The Handbook offers excellent treatment especially of syntactic topics, with the chapters on the various kinds of subordinate clauses particularly noteworthy and helpful. Yet especially in the 'Preliminaries', there are some small inaccuracies and infelicities; and while none of them will prevent the student from understanding the material, they could have been avoided: p. 1 nouns have stems, not roots – p. 2 (and 67) markers such as future -σ- or aorist passive -θη- are suffixes, not infixes – the definitions of 'predicate' on p. 6 and p. 9 are vague and do not quite agree with one another – the definition of 'conjunction' on p. 7 ('link[ing] two or more grammatically equivalent parts') seems to exclude conjunctions introducing subordinate clauses (but these are then discussed on pp. 142-4) – the discussion of adverbs on pp.7-8 would profit from explicitly introducing (and distinguishing between) adverbs such as 'very' or 'eagerly' and adverbial case usage/adverbially used nominal or prepositional phrases – the slightly odd definition of 'phrase' on p.10 ('group of words that forms a grammatical unit but lacks a subject or predicate or both') should be simplified to 'group of words that forms a grammatical unit'; the good list of examples that then follows clearly elucidates what is meant by this – p. 21 the genitive of time frequently expresses 'time when' rather than 'time within which' – on p. 35, it should be pointed out that the Greek use of 'we' instead of 'I' does not necessarily have the same 'royal' connotations that it does in English – in the table on p. 40, enclitic σου, σοι, σε are missing, and μου, μοι, με and should be labelled as 'enclitic' rather than 'emphatic'.

Generally, the layout, table of contents and index make information easy to find; yet at the following points, cross- references would be helpful: Chapter 4.3 on case → 10 on prepositions – 6 on adjectives → 13 on participles – 8 and 9 would benefit from mentioning at the outset the overview tables provided on their respective final pages – 8.4 on relative pronouns → 9.2 on relative pronouns – perhaps 17.3 on future-less-vivid conditionals → 11.7.4 on the optative.
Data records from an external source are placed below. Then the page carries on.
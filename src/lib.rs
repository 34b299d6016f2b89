//! Public-facing crate root – re-exports + one-shot helper.

pub mod cli;
pub mod core;
pub mod render;

pub use crate::core::{
    color::{AnsiCode, ColorError, colorize},
    config::{Config, ConfigBuilder, OptionValue},
    data::{Table, read_rows},
    error::{ConfigError, DataError, GraphError, ParseError},
    format::NumberFormat,
    readable::format_readable,
};

pub use crate::render::{Chart, ChartKind, Render, normalize, normalize_columns};

/// Draw `table` to stdout in one go.
///
/// Every configuration problem surfaces before the first byte is written.
pub fn plot_table(table: Table, config: Config) -> Result<(), GraphError> {
    let chart = Chart::new(table, config)?;
    chart.draw(&mut std::io::stdout().lock())
}
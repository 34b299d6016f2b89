//! Stacked bars: every category of a row in one line, summed in the tail.

use std::io::{self, Write};

use crate::{
    core::{config::Config, data::Table},
    render::{
        chart::{Chart, Render},
        normalize::normalize,
        row::{RowLayout, bar_run, ticks},
    },
};

#[derive(Debug, Clone, PartialEq)]
pub struct StackedChart {
    normal: Vec<Vec<f64>>,
    val_min: f64,
}

impl StackedChart {
    /// Ticks come from one normalization over the whole table.
    #[must_use]
    pub fn new(table: &Table, cfg: &Config) -> Self {
        Self {
            normal: normalize(table.rows(), cfg.width),
            val_min: table.find_min(),
        }
    }
}

impl Render for StackedChart {
    fn render<W: Write>(&self, chart: &Chart, out: &mut W) -> io::Result<()> {
        let table = chart.table();
        let cfg = chart.config();
        let layout = RowLayout::new(cfg, table);

        let rows = table.labels().iter().zip(table.rows()).zip(&self.normal);
        for (i, ((label, values), normal)) in rows.enumerate() {
            if cfg.space_between && i != 0 {
                out.write_all(b"\n")?;
            }
            let runs: Vec<_> = values
                .iter()
                .zip(normal)
                .enumerate()
                .map(|(j, (&v, &n))| (bar_run(v, ticks(n), self.val_min, false), chart.color(j)))
                .collect();
            // the total is exact, and always after the bar
            let total: f64 = values.iter().sum();
            let label = layout.colon_label(label);
            layout.write_row_bar_first(out, &label, &runs, &layout.raw_tail(total))?;
        }
        Ok(())
    }

    fn normalized(&self) -> &[Vec<f64>] {
        &self.normal
    }
}
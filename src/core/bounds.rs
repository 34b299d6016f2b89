//! Geometry helpers: value range + terminal size plumbing.

use terminal_size::{Width, terminal_size};

use crate::core::constants::{LABEL_GUTTER, TAIL_RESERVE};

/// Inclusive `(min, max)` over every cell, `(0.0, 0.0)` for no cells.
#[must_use]
pub fn value_range(rows: &[Vec<f64>]) -> (f64, f64) {
    let (mut low, mut high) = (f64::INFINITY, f64::NEG_INFINITY);
    for &v in rows.iter().flatten() {
        low = low.min(v);
        high = high.max(v);
    }
    if !low.is_finite() || !high.is_finite() {
        return (0.0, 0.0);
    }
    (low, high)
}

/// Current terminal width in columns (80 fallback).
#[inline]
#[must_use]
pub fn terminal_columns() -> usize {
    terminal_size().map_or(80, |(Width(w), _)| usize::from(w))
}

/// Cap the bar width so `label: bar value` fits in `columns`.
///
/// Never returns less than one tick.
#[inline]
#[must_use]
pub fn fit_width(requested: usize, label_width: usize, columns: usize) -> usize {
    let room = columns.saturating_sub(label_width + LABEL_GUTTER + TAIL_RESERVE);
    requested.min(room).max(1)
}
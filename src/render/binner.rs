//! Histogram binning.
//!
//! Splits `[floor(min), ceil(max)]` into equal-width buckets.  Buckets are
//! half-open `[start, end)` except the last, which also takes its end border,
//! so the maximum is always counted and bucket counts add up to the number of
//! input values.

/// One histogram bar.
#[derive(Clone, Debug, PartialEq)]
pub struct Bucket {
    pub start: f64, // inclusive
    pub end: f64,   // exclusive, except for the last bucket
    pub count: usize,
}

/// Inner borders are rounded to one decimal; the outer ones are whole numbers.
#[must_use]
pub fn borders(min: f64, max: f64, bins: usize) -> Vec<f64> {
    let low = min.floor();
    let mut high = max.ceil();
    if high <= low {
        high = low + 1.0;
    }
    #[allow(clippy::cast_precision_loss)]
    let step = (high - low) / bins as f64;

    (0..=bins)
        .map(|k| {
            if k == bins {
                high
            } else {
                #[allow(clippy::cast_precision_loss)]
                let b = low + step * k as f64;
                (b * 10.0).round() / 10.0
            }
        })
        .collect()
}

/// Count `values` into `bins` buckets.  No buckets for no values or no bins.
#[must_use]
pub fn bin(values: &[f64], bins: usize) -> Vec<Bucket> {
    if bins == 0 || values.is_empty() {
        return Vec::new();
    }
    let (min, max) = values
        .iter()
        .fold((f64::INFINITY, f64::NEG_INFINITY), |(lo, hi), &v| {
            (lo.min(v), hi.max(v))
        });
    let edges = borders(min, max, bins);
    let mut counts = vec![0usize; bins];

    for &v in values {
        // borders at or below v; at least one since edges[0] = floor(min)
        let below = edges.partition_point(|&b| b <= v);
        let idx = below.saturating_sub(1).min(bins - 1);
        counts[idx] += 1;
    }

    log::debug!("histogram borders {edges:?} counts {counts:?}");
    edges
        .windows(2)
        .zip(counts)
        .map(|(w, count)| Bucket {
            start: w[0],
            end: w[1],
            count,
        })
        .collect()
}
use clap::{Parser, Subcommand};

use crate::core::constants::{DEFAULT_BINS, DEFAULT_FORMAT, DEFAULT_WIDTH};

/// Top-level CLI structure.
#[derive(Parser)]
#[command(
    name = "bar-graph",
    version,
    about = "Bar charts, histograms and stacked columns in the terminal"
)]
pub struct Cli {
    /// Emit debug logging (overridden by `RUST_LOG`)
    #[arg(short, long, global = true)]
    pub verbose: bool,

    #[command(subcommand)]
    pub cmd: Command,
}

#[derive(Subcommand)]
pub enum Command {
    /// Plot `label,value[,value…]` data from a file or stdin
    Plot(PlotArgs),
    /// Show available color names / hex syntax
    Colors,
    /// Print example invocations
    Examples,
}

/// `bar-graph plot …`
#[derive(Parser, Debug)]
#[allow(clippy::struct_excessive_bools)]
pub struct PlotArgs {
    /// Data path (use `-` for stdin)
    #[arg(value_name = "FILE", default_value = "-")]
    pub file: String,

    /// Chart title
    #[arg(short, long)]
    pub title: Option<String>,

    /// Bar width in ticks
    #[arg(short, long, default_value_t = DEFAULT_WIDTH)]
    pub width: usize,

    /// Cap the width so every row fits the terminal
    #[arg(long)]
    pub fit: bool,

    /// Number template, e.g. `{:<5.2f}` or `{:.0f}`
    #[arg(long, default_value = DEFAULT_FORMAT)]
    pub format: String,

    /// Text appended after every value
    #[arg(long, default_value = "", allow_hyphen_values = true)]
    pub suffix: String,

    /// Hide the label column
    #[arg(long)]
    pub no_labels: bool,

    /// Hide the values after the bars
    #[arg(long)]
    pub no_values: bool,

    /// Blank line between rows
    #[arg(long)]
    pub space_between: bool,

    /// Bar colors, one per category (name or `#RRGGBB`)
    #[arg(long, num_args = 1..)]
    pub color: Vec<String>,

    /// Vertical columns
    #[arg(long)]
    pub vertical: bool,

    /// Stack the categories of a row into one bar
    #[arg(long)]
    pub stacked: bool,

    /// Histogram of the first category
    #[arg(long)]
    pub histogram: bool,

    /// Histogram bucket count
    #[arg(long, default_value_t = DEFAULT_BINS)]
    pub bins: usize,

    /// Scale every category on its own
    #[arg(long)]
    pub different_scale: bool,

    /// Glyph used instead of the default tick
    #[arg(long)]
    pub custom_tick: Option<String>,

    /// Field separator of the input
    #[arg(long)]
    pub delim: Option<String>,

    /// Print the value before the bar
    #[arg(long)]
    pub label_before: bool,

    /// Show values as percentages
    #[arg(long)]
    pub percentage: bool,

    /// Keep raw values, no K/M/B/T units
    #[arg(long)]
    pub no_readable: bool,
}
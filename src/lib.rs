//! Spatial network accessibility engine.
//!
//! Builds a routable pedestrian/cycling graph from raw line geometries,
//! computes travel-budget-bounded reachability (isochrones) per origin,
//! and aggregates per-area accessibility scores for amenity categories.

pub mod algo;
pub mod analysis;
pub mod error;
pub mod loading;
pub mod model;
pub mod output;
pub mod prelude;
pub mod routing;

pub use error::Error;

/// Stable identifier of a network node, assigned at build time.
pub type NodeId = u64;
/// Identifier of an undirected street segment; twin arcs share one id.
pub type SegmentId = u64;

pub use model::{Network, NetworkEdge, NetworkNode, Origin, TravelMode};
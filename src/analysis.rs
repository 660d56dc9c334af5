//! End-to-end accessibility pipeline.
//!
//! Stages run strictly in sequence: the network is immutable from the
//! moment reachability computation starts, so the per-origin parallelism
//! inside [`bulk_isochrones`] only ever reads shared state.

use log::info;

use crate::Error;
use crate::algo::{Isochrone, ScoreSet, bulk_isochrones, score_accessibility};
use crate::algo::score::Zone;
use crate::loading::{AnalysisConfig, LineGeometry, PopulationTable, build_network};
use crate::model::Origin;
use crate::output::{NetworkSummary, network_summary};

/// Everything one batch run produces, handed to the output adapter and
/// on to visualization/reporting.
#[derive(Debug)]
pub struct AccessibilityReport {
    pub summary: NetworkSummary,
    pub isochrones: Vec<Isochrone>,
    pub scores: ScoreSet,
}

/// Runs network build, per-origin reachability and score aggregation.
///
/// `categories` enumerates every amenity category under analysis;
/// categories without origins still receive explicit zero scores.
/// Loader and builder failures abort the batch; unreachable origins are
/// reported in the output with a flag instead.
pub fn run_accessibility(
    lines: &[LineGeometry],
    origins: &[Origin],
    population: &PopulationTable,
    zones: &[Zone],
    categories: &[String],
    config: &AnalysisConfig,
) -> Result<AccessibilityReport, Error> {
    config.validate()?;

    info!("Building network from {} line geometries", lines.len());
    let network = build_network(lines, config)?;
    let summary = network_summary(&network);
    info!(
        "Network ready: {} nodes, {} edges, {} component(s)",
        summary.node_count, summary.edge_count, summary.component_count
    );

    info!(
        "Computing isochrones for {} origin(s) at budget {}",
        origins.len(),
        config.budget
    );
    let isochrones = bulk_isochrones(&network, origins, config)?;
    let unreachable = isochrones.iter().filter(|i| i.unreachable).count();
    if unreachable > 0 {
        info!("{unreachable} origin(s) reported unreachable");
    }

    info!("Scoring {} area(s)", zones.len());
    let scores = score_accessibility(
        &isochrones,
        population,
        zones,
        categories,
        config.category_weights.as_ref(),
    )?;

    Ok(AccessibilityReport {
        summary,
        isochrones,
        scores,
    })
}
Small formal mistakes in the Greek may be easily identifiable as such for scholars; yet as this book is meant to be used by students, a list of corrigenda may be helpful: p. 14 εἰσί βαρβαρικοί → εἰσὶ – p. 16 ἔβαλε με → ἔβαλέ με – p. 17 ἐνηνεγμέναι εἰσί τοῖς → εἰσὶ – p. 39 τινά ἔδομεν → τινὰ – p. 42 ἐστίν ὅσπερ → ἐστὶν ὄσπερ – p. 44 πάς, πάν → πᾶς, πᾶν; ἑκατέρη → ἑκατέρα – p. 59 ἐστί καλά → ἐστὶ καλά – p. 66 there might be more clear-cut examples of reflexivity than 'to enjoy yourself' – p. 77 Μινόταυρος → Μινώταυρος – p. 82 βούλομαι σὲ εἰπεῖν → βούλομαί σε – p. 90 τῇ ἀθλητῇ → τῷ ἀθλητῇ; μή ἐπαίνων → μὴ ἐπαίνων – p. 112 ἐσμέν εὐδαίμονες → ἐσμὲν εὐδαίμονες (twice) – p. 117 ἄνηρ → ἀνήρ – p. 118 Ἑλλήνων. → Ἑλλήνων; – p. 123 φησί τὸ → φησὶ τὸ (twice) – p. 138 ἀμεῖνον, βελτίον, κακίον → ἄμεινον, βέλτιον, κάκιον – p. 143 ἐτοῖμος → ἑτοῖμος. As for the above-mentioned issue with the placement of postpositives: p. 39 the sentence-initial use of indefinite τινές or τινά is very rare and should thus be avoided here; if they are to be shown in their accented form, this could be achieved by putting them behind a word stressed on the penult – p. 108 ἄν also does not stand clause-initially: ἂν αὐτοὺς ἐνίκα → αὐτοὺς ἂν ἐνίκα or αὐτοὺς ἐνίκα ἄν – pp. 109-10 clause-initial σε (17 times; there is no reason for using emphatic σέ here) should also be avoided. The same applies to various clause-initial uses of enclitic forms of εἰμί and φημί.

In sum, this is a very useful book, which, if teachers using it are aware of certain features that require extra care on their part, will be of great help especially to students who have not had any formal education in English grammar. The reviewer hopes to have offered a comprehensive list of those features here.